01 dezembro 2010

1º de Dezembro: a Liberdade e a censura

Telejornais da uma da tarde: futebol, nevões, banco alimentar, mais futebol, trânsito e a crise da Irlanda, ainda transida pela factura que terá de pagar à plutocracia rapinadora. Sobre o 1º de Dezembro, nada. Pois, 1º de Dezembro quer dizer "estamos fartos do jugo", "queremos ser livres", "nós somos independentes". Para quem trabalha para o jugo, a opressão e a dependência, este dia não convém ser lembrado aos portugueses.

29 novembro 2010

Última esperança vermelha morre na Tailândia

Os derrotados da crise de Março-Maio deste ano na Tailândia, mais os seus instrutores estrangeiros, viram hoje escapar-lhes a última possibilidade de assistir em directo pela televisão à queda da Abhisit Vejajiva, o primeiro-ministro monárquico que derrotou o assalto vermelho ao poder e se transformou no alvo a abater pelas forças totalitárias.

O Partido Democrático de Abhisit fora acusado de uns pecadilhos perfeitamente inocentes na utilização, numa campanha eleitoral passada, de fundos recebidos mas então não revelados. Na Tailândia, tal infracção é punida com interdição de direitos políticos por cinco anos e consequente dissolução dos partidos políticos que contrariem tal disposição. Ora, o Partido Democrático é o mais antigo do país e faz parte indissociável da memória do regime constitucional e representativo, sendo o único, como os acontecimentos recentes provaram, com cultura democrática e liderança com provas dadas de maturidade, segurança e coragem para impedir derivas cesaristas e populistas. O Partido Democrático é o garante do desenvolvimento das reformas em curso e o agente de apaziguamento que garanirá o aperfeiçoamento dos mecanismos democráticos de fiscalização da acção do governo.

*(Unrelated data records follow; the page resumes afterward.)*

use std::collections::HashSet;
use std::path::PathBuf;

use anyhow::{Context, Result, bail};
use chrono::FixedOffset;
use tracing::warn;

use lojinha_economy::phone;

/// Placeholder JWT secrets that MUST NOT be used.
const PLACEHOLDER_SECRETS: &[&str] = &[
    "change-me-to-a-random-string",
    "dev-secret-change-me",
    "changeme",
    "secret",
];

#[derive(Debug, Clone)]
pub struct Config {
    pub host: String,
    pub port: u16,
    pub db_path: PathBuf,
    pub jwt_secret: String,
    pub bot_url: String,
    pub bot_token: Option<String>,
    pub admin_numbers: HashSet<String>,
    pub utc_offset: FixedOffset,
    pub cleanup_interval_secs: u64,
    pub log_auth_codes: bool,
}

impl Config {
    pub fn from_env() -> Result<Self> {
        Self::from_lookup(|key| std::env::var(key).ok())
    }

    /// Build from any key lookup so tests need not touch the process env.
    pub fn from_lookup<F>(lookup: F) -> Result<Self>
    where
        F: Fn(&str) -> Option<String>,
    {
        let var = |key: &str, default: &str| {
            lookup(key)
                .map(|v| v.trim().to_string())
                .filter(|v| !v.is_empty())
                .unwrap_or_else(|| default.to_string())
        };

        let jwt_secret = var("LOJINHA_JWT_SECRET", "");
        if jwt_secret.is_empty() || PLACEHOLDER_SECRETS.contains(&jwt_secret.as_str()) {
            bail!("LOJINHA_JWT_SECRET is unset or still a placeholder; set it in your .env file");
        }

        let port: u16 = var("LOJINHA_PORT", "3000")
            .parse()
            .context("LOJINHA_PORT must be a port number")?;

        let offset_hours: i32 = var("LOJINHA_UTC_OFFSET_HOURS", "-3")
            .parse()
            .context("LOJINHA_UTC_OFFSET_HOURS must be a whole number of hours")?;
        let utc_offset = FixedOffset::east_opt(offset_hours * 3600)
            .context("LOJINHA_UTC_OFFSET_HOURS is out of range")?;

        let cleanup_interval_secs: u64 = var("LOJINHA_CLEANUP_INTERVAL_SECS", "600")
            .parse()
            .context("LOJINHA_CLEANUP_INTERVAL_SECS must be a number of seconds")?;
        if cleanup_interval_secs == 0 {
            bail!("LOJINHA_CLEANUP_INTERVAL_SECS must be greater than zero");
        }

        let bot_token = Some(var("LOJINHA_BOT_TOKEN", "")).filter(|t| !t.is_empty());

        Ok(Self {
            host: var("LOJINHA_HOST", "0.0.0.0"),
            port,
            db_path: var("LOJINHA_DB_PATH", "lojinha.db").into(),
            jwt_secret,
            bot_url: var("LOJINHA_BOT_URL", "http://localhost:3001"),
            bot_token,
            admin_numbers: parse_admin_numbers(&var("LOJINHA_ADMIN_NUMBERS", "")),
            utc_offset,
            cleanup_interval_secs,
            log_auth_codes: matches!(
                var("LOJINHA_LOG_AUTH_CODES", "false").to_ascii_lowercase().as_str(),
                "1" | "true" | "yes"
            ),
        })
    }
}

fn parse_admin_numbers(raw: &str) -> HashSet<String> {
    raw.split(',')
        .map(str::trim)
        .filter(|n| !n.is_empty())
        .filter_map(|n| match phone::normalize_number(n) {
            Ok(number) => Some(number),
            Err(e) => {
                warn!("Ignoring admin number: {}", e);
                None
            }
        })
        .collect()
}

#[cfg(test)]
mod tests {
    use super::*;
    use std::collections::HashMap;

    fn config(pairs: &[(&str, &str)]) -> Result<Config> {
        let env: HashMap<String, String> = pairs
            .iter()
            .map(|(k, v)| (k.to_string(), v.to_string()))
            .collect();
        Config::from_lookup(|key| env.get(key).cloned())
    }

    #[test]
    fn defaults_apply() {
        let cfg = config(&[("LOJINHA_JWT_SECRET", "a-real-secret")]).unwrap();
        assert_eq!(cfg.host, "0.0.0.0");
        assert_eq!(cfg.port, 3000);
        assert_eq!(cfg.db_path, PathBuf::from("lojinha.db"));
        assert_eq!(cfg.bot_url, "http://localhost:3001");
        assert_eq!(cfg.bot_token, None);
        assert_eq!(cfg.utc_offset, FixedOffset::west_opt(3 * 3600).unwrap());
        assert_eq!(cfg.cleanup_interval_secs, 600);
        assert!(!cfg.log_auth_codes);
        assert!(cfg.admin_numbers.is_empty());
    }

    #[test]
    fn placeholder_secret_is_rejected() {
        assert!(config(&[]).is_err());
        assert!(config(&[("LOJINHA_JWT_SECRET", "dev-secret-change-me")]).is_err());
    }

    #[test]
    fn admin_numbers_are_normalized() {
        let cfg = config(&[
            ("LOJINHA_JWT_SECRET", "a-real-secret"),
            ("LOJINHA_ADMIN_NUMBERS", "11 98765-4321, +55 21 99999-0000,,12"),
            ("LOJINHA_BOT_TOKEN", "tok"),
            ("LOJINHA_LOG_AUTH_CODES", "TRUE"),
        ])
        .unwrap();

        assert_eq!(cfg.admin_numbers.len(), 2);
        assert!(cfg.admin_numbers.contains("5511987654321"));
        assert!(cfg.admin_numbers.contains("5521999990000"));
        assert_eq!(cfg.bot_token.as_deref(), Some("tok"));
        assert!(cfg.log_auth_codes);
    }

    #[test]
    fn bad_numbers_fail_loudly() {
        assert!(config(&[("LOJINHA_JWT_SECRET", "s3cr3t-value"), ("LOJINHA_PORT", "http")]).is_err());
        assert!(config(&[("LOJINHA_JWT_SECRET", "s3cr3t-value"), ("LOJINHA_UTC_OFFSET_HOURS", "99")]).is_err());
    }
}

Com Thaksin e os vermelhos no poder, a Tailândia seguiria o caminho inverso, mas se tal acontecesse, as madalenas lacrimejantes de hoje não emitiriam um simples ai.

A sentença do tribunal, esperada com grande aperto e comoção foi ... "não há réus, não há caso judicial, não há matéria de relevo e mesmo que a houvesse, essa há muito prescreveu, pois Abhisit e a actual direcção nada têm a ver com irregularidades cometidas antes da sua chegada à liderança do partido". Calculo o bruá que irá nas sedes da conspiração - bancos, multinacionais, embaixadas - que garantiram a pés juntos que Abhisit não iria resistir "à lei". Mas de que lei falam pessoas que intrigam, manobram, manipulam, difundem rumores, enviam relatórios falsos para as suas chefias na Europa e América do Norte, mandam recados de apoio a terroristas vermelhos detidos, utilizam as sempiternas ONG's como arietes e demolidoras do bom nome da Tailândia ? São, sem tirar, os mesmos que fizeram o trabalho sujo no Nepal com o belíssimo resultado hoje conhecido.